(Records)
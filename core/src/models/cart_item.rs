// storefront/src/models/cart_item.rs

use chrono::{DateTime, Utc};
use serde::{Deserialize, Serialize};
use uuid::Uuid;

/// One cart line: the quantity of one product in one user's cart.
///
/// `quantity` is at least 1 while the line exists; lowering it to zero or
/// below deletes the line instead.
#[derive(Debug, Clone, PartialEq, Eq, Serialize, Deserialize)]
#[serde(rename_all = "camelCase")]
pub struct CartItem {
  pub id: String,
  pub user_id: String,
  pub product_id: String,
  pub quantity: i64,
  pub created_at: DateTime<Utc>,
  pub updated_at: DateTime<Utc>,
}

impl CartItem {
  /// A fresh line with quantity 1 and a newly generated id.
  pub fn new_line(user_id: &str, product_id: &str, now: DateTime<Utc>) -> Self {
    Self {
      id: Uuid::new_v4().to_string(),
      user_id: user_id.to_string(),
      product_id: product_id.to_string(),
      quantity: 1,
      created_at: now,
      updated_at: now,
    }
  }
}
// storefront/src/controller/mod.rs

//! `AppController`: composes the auth session, the catalog and the cart, and
//! owns the top-level view state.
//!
//! Lifecycle: construct with an explicit session and client, then
//! `start()` loads the catalog, subscribes to the session and feeds every
//! auth transition into `handle_auth_state`. The returned `SessionHandle`
//! unsubscribes when shut down or dropped.

pub mod commands;
pub mod ui;

use crate::auth::{AuthSession, AuthState};
use crate::cart::{CartLine, CartStore};
use crate::catalog::{CatalogView, ProductFilter, SortKey};
use crate::error::Result;
use crate::models::{Category, Product, User};
use crate::options::StorefrontOptions;
use crate::remote::RemoteCollectionClient;
use crate::workflow::ContextData;
use std::sync::Arc;
use tokio::task::JoinHandle;
use tracing::{event, instrument, Level};

pub use commands::{AddToCartCtxData, CartCommands, CheckoutCtxData};
pub use ui::{SessionPhase, UiState};

#[derive(Clone)]
pub struct AppController {
  session: Arc<dyn AuthSession>,
  catalog: CatalogView,
  cart: CartStore,
  commands: Arc<CartCommands>,
  ui: ContextData<UiState>,
  phase: ContextData<SessionPhase>,
  user: ContextData<Option<User>>,
}

/// The running auth subscription. Shutting it down, or dropping it, stops
/// the controller from receiving further auth transitions.
pub struct SessionHandle {
  task: Option<JoinHandle<()>>,
}

impl SessionHandle {
  pub fn is_running(&self) -> bool {
    self.task.as_ref().map_or(false, |t| !t.is_finished())
  }

  pub async fn shutdown(mut self) {
    if let Some(task) = self.task.take() {
      task.abort();
      let _ = task.await;
      event!(Level::DEBUG, "Auth subscription closed.");
    }
  }
}

impl Drop for SessionHandle {
  fn drop(&mut self) {
    if let Some(task) = self.task.take() {
      task.abort();
    }
  }
}

impl AppController {
  pub fn new(
    session: Arc<dyn AuthSession>,
    client: Arc<dyn RemoteCollectionClient>,
    options: StorefrontOptions,
  ) -> Self {
    Self {
      session,
      catalog: CatalogView::new(client.clone(), options.page_size),
      cart: CartStore::new(client),
      commands: Arc::new(CartCommands::new()),
      ui: ContextData::new(UiState::default()),
      phase: ContextData::new(SessionPhase::Initializing),
      user: ContextData::new(None),
    }
  }

  pub fn catalog(&self) -> &CatalogView {
    &self.catalog
  }

  pub fn cart(&self) -> &CartStore {
    &self.cart
  }

  /// Loads the catalog, applies the session's current state, then follows
  /// the session from a background task.
  ///
  /// A failed catalog load is recorded on the catalog and does not stop the
  /// session from starting.
  pub async fn start(&self) -> SessionHandle {
    if let Err(e) = self.catalog.load().await {
      event!(Level::WARN, error = %e, "Catalog unavailable; starting the session anyway.");
    }

    let mut subscription = self.session.subscribe();
    let initial = subscription.current();
    if let Err(e) = self.handle_auth_state(initial).await {
      event!(Level::WARN, error = %e, "Initial auth state handling failed.");
    }

    let controller = self.clone();
    let task = tokio::spawn(async move {
      while let Some(state) = subscription.next().await {
        if let Err(e) = controller.handle_auth_state(state).await {
          event!(Level::WARN, error = %e, "Auth transition handling failed.");
        }
      }
      event!(Level::DEBUG, "Auth session closed its channel.");
    });
    SessionHandle { task: Some(task) }
  }

  /// Drives the session state machine.
  ///
  /// Entering `Authenticated` reloads the cart; entering `Anonymous` clears it
  /// without a fetch; `Initializing` does nothing. Re-entering the current
  /// phase is a no-op.
  #[instrument(
    name = "AppController::handle_auth_state",
    skip_all,
    fields(user_id = ?state.user.as_ref().map(|u| &u.id), is_loading = state.is_loading)
  )]
  pub async fn handle_auth_state(&self, state: AuthState) -> Result<()> {
    let next = match (&state.user, state.is_loading) {
      (_, true) => SessionPhase::Initializing,
      (Some(user), false) => SessionPhase::Authenticated {
        user_id: user.id.clone(),
      },
      (None, false) => SessionPhase::Anonymous,
    };

    let changed = self.phase.update(|phase| {
      if *phase == next {
        false
      } else {
        *phase = next.clone();
        true
      }
    });
    if !changed {
      event!(Level::TRACE, "Auth phase unchanged.");
      return Ok(());
    }
    event!(Level::INFO, phase = ?next, "Auth phase changed.");

    match next {
      SessionPhase::Initializing => Ok(()),
      SessionPhase::Authenticated { user_id } => {
        *self.user.write() = state.user;
        self.cart.set_user(Some(&user_id));
        self.cart.reload().await
      }
      SessionPhase::Anonymous => {
        *self.user.write() = None;
        self.cart.set_user(None);
        Ok(())
      }
    }
  }

  pub fn phase(&self) -> SessionPhase {
    self.phase.read().clone()
  }

  pub fn current_user(&self) -> Option<User> {
    self.user.read().clone()
  }

  pub async fn login(&self) -> Result<()> {
    self.session.login().await
  }

  pub async fn logout(&self) -> Result<()> {
    self.session.logout().await
  }

  // --- View state ---

  pub fn ui_state(&self) -> UiState {
    self.ui.read().clone()
  }

  pub fn filter(&self) -> ProductFilter {
    self.ui.read().filter.clone()
  }

  pub fn set_search(&self, query: &str) {
    self.ui.write().filter.search = query.to_string();
  }

  /// `None` (or `"All"`) shows every category.
  pub fn select_category(&self, category: Option<&str>) {
    self.ui.write().filter.category = category.map(str::to_string);
  }

  pub fn set_price_range(&self, min: &str, max: &str) {
    let mut ui = self.ui.write();
    ui.filter.min_price = min.to_string();
    ui.filter.max_price = max.to_string();
  }

  /// Accepts the UI sort keys (`price-low`, `newest`, ...). Unknown keys
  /// select `featured`.
  pub fn set_sort(&self, key: &str) {
    self.set_sort_key(SortKey::from_key(key));
  }

  pub fn set_sort_key(&self, sort: SortKey) {
    self.ui.write().filter.sort = sort;
  }

  pub fn open_cart(&self) {
    self.ui.write().cart_open = true;
  }

  pub fn close_cart(&self) {
    self.ui.write().cart_open = false;
  }

  pub fn toggle_cart(&self) -> bool {
    self.ui.update(|ui| {
      ui.cart_open = !ui.cart_open;
      ui.cart_open
    })
  }

  pub fn is_cart_open(&self) -> bool {
    self.ui.read().cart_open
  }

  /// The catalog filtered and sorted by the current view state.
  pub fn visible_products(&self) -> Vec<Product> {
    let filter = self.filter();
    self.catalog.visible(&filter)
  }

  pub fn categories(&self) -> Vec<Category> {
    self.catalog.categories()
  }

  pub fn category_options(&self) -> Vec<String> {
    self.catalog.category_options()
  }

  pub fn is_loading(&self) -> bool {
    self.phase() == SessionPhase::Initializing || self.catalog.is_loading()
  }

  // --- Cart ---

  pub fn cart_lines(&self) -> Vec<CartLine> {
    self.cart.lines()
  }

  pub fn cart_item_count(&self) -> i64 {
    self.cart.item_count()
  }

  pub fn cart_total(&self) -> f64 {
    self.cart.calculate_total()
  }

  /// Adds one unit of `product_id`: increments the loaded line for it, or
  /// creates a line, then reloads the cart. Requires a signed-in user.
  ///
  /// A failed write is returned after the reload has run.
  #[instrument(name = "AppController::add_to_cart", skip(self), err(Display))]
  pub async fn add_to_cart(&self, product_id: &str) -> Result<()> {
    let ctx = ContextData::new(AddToCartCtxData::new(self.cart.clone(), self.cart.user_id(), product_id));
    self.commands.add_to_cart.run(ctx.clone()).await?;
    let parked = ctx.write().write_error.take();
    match parked {
      Some(e) => Err(e),
      None => Ok(()),
    }
  }

  pub async fn update_quantity(&self, item_id: &str, quantity: i64) -> Result<()> {
    self.cart.update_quantity(item_id, quantity).await
  }

  pub async fn remove_item(&self, item_id: &str) -> Result<()> {
    self.cart.remove_item(item_id).await
  }

  pub async fn clear_cart(&self) -> Result<()> {
    self.cart.clear_cart().await
  }

  /// Checkout is stubbed: after the sign-in and non-empty-cart checks it
  /// always fails with `CheckoutUnavailable`.
  #[instrument(name = "AppController::checkout", skip(self), err(Display))]
  pub async fn checkout(&self) -> Result<()> {
    let ctx = ContextData::new(CheckoutCtxData {
      cart: self.cart.clone(),
      user_id: self.cart.user_id(),
      line_count: 0,
      total: 0.0,
    });
    self.commands.checkout.run(ctx).await?;
    Ok(())
  }
}
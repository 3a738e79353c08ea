// storefront_demo/src/session.rs

//! A scripted shopping session driven through the controller.

use crate::errors::Result;
use std::time::Duration;
use storefront::{AppController, LocalAuthSession, SessionPhase, StorefrontError};
use tracing::{info, instrument, warn};

const PHASE_WAIT: Duration = Duration::from_secs(2);

/// Polls until the controller reaches a phase matching `want`.
async fn wait_for_phase(controller: &AppController, want: impl Fn(&SessionPhase) -> bool) -> bool {
  let deadline = tokio::time::Instant::now() + PHASE_WAIT;
  while tokio::time::Instant::now() < deadline {
    if want(&controller.phase()) {
      return true;
    }
    tokio::time::sleep(Duration::from_millis(10)).await;
  }
  false
}

fn log_visible(controller: &AppController, label: &str) {
  let titles: Vec<String> = controller.visible_products().into_iter().map(|p| p.title).collect();
  info!(view = label, count = titles.len(), products = ?titles, "Visible products.");
}

fn log_cart(controller: &AppController) {
  for line in controller.cart_lines() {
    let title = line.product.as_ref().map_or("<unresolved>", |p| p.title.as_str());
    info!(line_id = %line.item.id, %title, quantity = line.item.quantity, line_total = line.line_total(), "Cart line.");
  }
  info!(
    items = controller.cart_item_count(),
    total = %format!("{:.2}", controller.cart_total()),
    "Cart summary."
  );
}

#[instrument(name = "demo_session", skip_all)]
pub async fn run(controller: &AppController, auth: &LocalAuthSession) -> Result<()> {
  let handle = controller.start().await;
  info!(categories = ?controller.category_options(), "Catalog ready.");

  // The provider restores no previous session.
  auth.finish_loading(None);
  wait_for_phase(controller, |p| *p == SessionPhase::Anonymous).await;

  match controller.add_to_cart("p-ball").await {
    Err(StorefrontError::AuthRequired { .. }) => info!("Anonymous add to cart rejected as expected."),
    other => warn!(result = ?other, "Unexpected anonymous add to cart outcome."),
  }

  controller.login().await?;
  if !wait_for_phase(controller, |p| matches!(p, SessionPhase::Authenticated { .. })).await {
    warn!("Sign-in was not observed in time.");
  }

  log_visible(controller, "featured");
  controller.set_search("lap");
  log_visible(controller, "search 'lap'");
  controller.set_search("");
  controller.select_category(Some("Electronics"));
  controller.set_sort("price-low");
  log_visible(controller, "electronics by price");
  controller.select_category(None);
  controller.set_price_range("20", "");
  controller.set_sort("rating");
  log_visible(controller, "from 20 by rating");

  controller.open_cart();
  controller.add_to_cart("p-laptop").await?;
  controller.add_to_cart("p-laptop").await?;
  controller.add_to_cart("p-ball").await?;
  log_cart(controller);

  if let Some(ball) = controller.cart().find_line("p-ball") {
    controller.update_quantity(&ball.id, 3).await?;
  }
  if let Some(laptop) = controller.cart().find_line("p-laptop") {
    controller.update_quantity(&laptop.id, 0).await?;
  }
  log_cart(controller);

  match controller.checkout().await {
    Err(StorefrontError::CheckoutUnavailable) => info!("Checkout is stubbed."),
    other => warn!(result = ?other, "Unexpected checkout outcome."),
  }

  controller.clear_cart().await?;
  controller.close_cart();
  log_cart(controller);

  controller.logout().await?;
  wait_for_phase(controller, |p| *p == SessionPhase::Anonymous).await;
  handle.shutdown().await;
  info!("Demo session finished.");
  Ok(())
}
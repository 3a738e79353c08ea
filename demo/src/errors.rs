// storefront_demo/src/errors.rs

use storefront::StorefrontError;
use thiserror::Error;

#[derive(Debug, Error)]
pub enum DemoError {
  #[error("Configuration Error: {0}")]
  Config(String),

  #[error("Seed Data Error: {0}")]
  Seed(#[from] serde_json::Error),

  #[error("Storefront Error: {source}")]
  Storefront {
    #[from]
    source: StorefrontError,
  },
}

pub type Result<T, E = DemoError> = std::result::Result<T, E>;
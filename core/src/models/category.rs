// storefront/src/models/category.rs

use serde::{Deserialize, Serialize};

#[derive(Debug, Clone, PartialEq, Eq, Serialize, Deserialize)]
#[serde(rename_all = "camelCase")]
pub struct Category {
  pub id: String,
  /// Display name, also the source of the slug products are matched against.
  pub name: String,
  pub slug: String,
  #[serde(default, skip_serializing_if = "Option::is_none")]
  pub description: Option<String>,
  #[serde(default, skip_serializing_if = "Option::is_none")]
  pub image: Option<String>,
  #[serde(default, skip_serializing_if = "Option::is_none")]
  pub parent_id: Option<String>,
}

impl Category {
  pub fn is_top_level(&self) -> bool {
    self.parent_id.is_none()
  }
}
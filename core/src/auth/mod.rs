// storefront/src/auth/mod.rs

//! The contract the core consumes from the authentication provider.

pub mod local;

use crate::error::StorefrontError;
use crate::models::User;
use async_trait::async_trait;
use tokio::sync::watch;

pub use local::LocalAuthSession;

/// A snapshot of the provider's sign-in state.
#[derive(Debug, Clone, PartialEq, Eq)]
pub struct AuthState {
  pub user: Option<User>,
  pub is_loading: bool,
}

impl AuthState {
  pub fn loading() -> Self {
    Self {
      user: None,
      is_loading: true,
    }
  }

  pub fn signed_in(user: User) -> Self {
    Self {
      user: Some(user),
      is_loading: false,
    }
  }

  pub fn signed_out() -> Self {
    Self {
      user: None,
      is_loading: false,
    }
  }
}

/// A live view of the session's state. Dropping it unsubscribes.
#[derive(Debug)]
pub struct AuthSubscription {
  rx: watch::Receiver<AuthState>,
}

impl AuthSubscription {
  pub fn new(rx: watch::Receiver<AuthState>) -> Self {
    Self { rx }
  }

  /// The latest state, marking it as seen.
  pub fn current(&mut self) -> AuthState {
    self.rx.borrow_and_update().clone()
  }

  /// Waits for the next transition. `None` once the session is gone.
  pub async fn next(&mut self) -> Option<AuthState> {
    self.rx.changed().await.ok()?;
    Some(self.rx.borrow_and_update().clone())
  }
}

/// Authentication provider handle.
///
/// `login` and `logout` are fire-and-forget: their effect is observed through
/// a subscription, never through the return value.
#[async_trait]
pub trait AuthSession: Send + Sync {
  fn subscribe(&self) -> AuthSubscription;

  async fn login(&self) -> Result<(), StorefrontError>;

  async fn logout(&self) -> Result<(), StorefrontError>;
}
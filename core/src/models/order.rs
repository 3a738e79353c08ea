// storefront/src/models/order.rs

//! Order-side records. Declared so the client agrees with the store's schema;
//! checkout is stubbed, so nothing in the core writes them.

use chrono::{DateTime, Utc};
use serde::{Deserialize, Serialize};

#[derive(Debug, Clone, Copy, PartialEq, Eq, Serialize, Deserialize)]
#[serde(rename_all = "lowercase")]
pub enum OrderStatus {
  Pending,
  Processing,
  Shipped,
  Delivered,
  Cancelled,
}

#[derive(Debug, Clone, PartialEq, Serialize, Deserialize)]
#[serde(rename_all = "camelCase")]
pub struct Order {
  pub id: String,
  pub user_id: String,
  pub status: OrderStatus,
  pub total: f64,
  pub shipping_address_id: Option<String>,
  pub created_at: DateTime<Utc>,
  pub updated_at: DateTime<Utc>,
}

#[derive(Debug, Clone, PartialEq, Serialize, Deserialize)]
#[serde(rename_all = "camelCase")]
pub struct OrderItem {
  pub id: String,
  pub order_id: String,
  pub product_id: String,
  pub quantity: i64,
  pub price_at_purchase: f64,
}

#[derive(Debug, Clone, PartialEq, Serialize, Deserialize)]
#[serde(rename_all = "camelCase")]
pub struct Review {
  pub id: String,
  pub product_id: String,
  pub user_id: String,
  pub rating: u8,
  pub comment: String,
  pub created_at: DateTime<Utc>,
}

#[derive(Debug, Clone, PartialEq, Eq, Serialize, Deserialize)]
#[serde(rename_all = "camelCase")]
pub struct Address {
  pub id: String,
  pub user_id: String,
  pub line1: String,
  #[serde(default, skip_serializing_if = "Option::is_none")]
  pub line2: Option<String>,
  pub city: String,
  pub postal_code: String,
  pub country: String,
  #[serde(default)]
  pub is_default: bool,
}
(End Records)
(Directions): Scan the records for the string "returned". Copy each line in which it appears.

(Written answer):
//! auth transition into `handle_auth_state`. The returned `SessionHandle`
  /// A failed write is returned after the reload has run.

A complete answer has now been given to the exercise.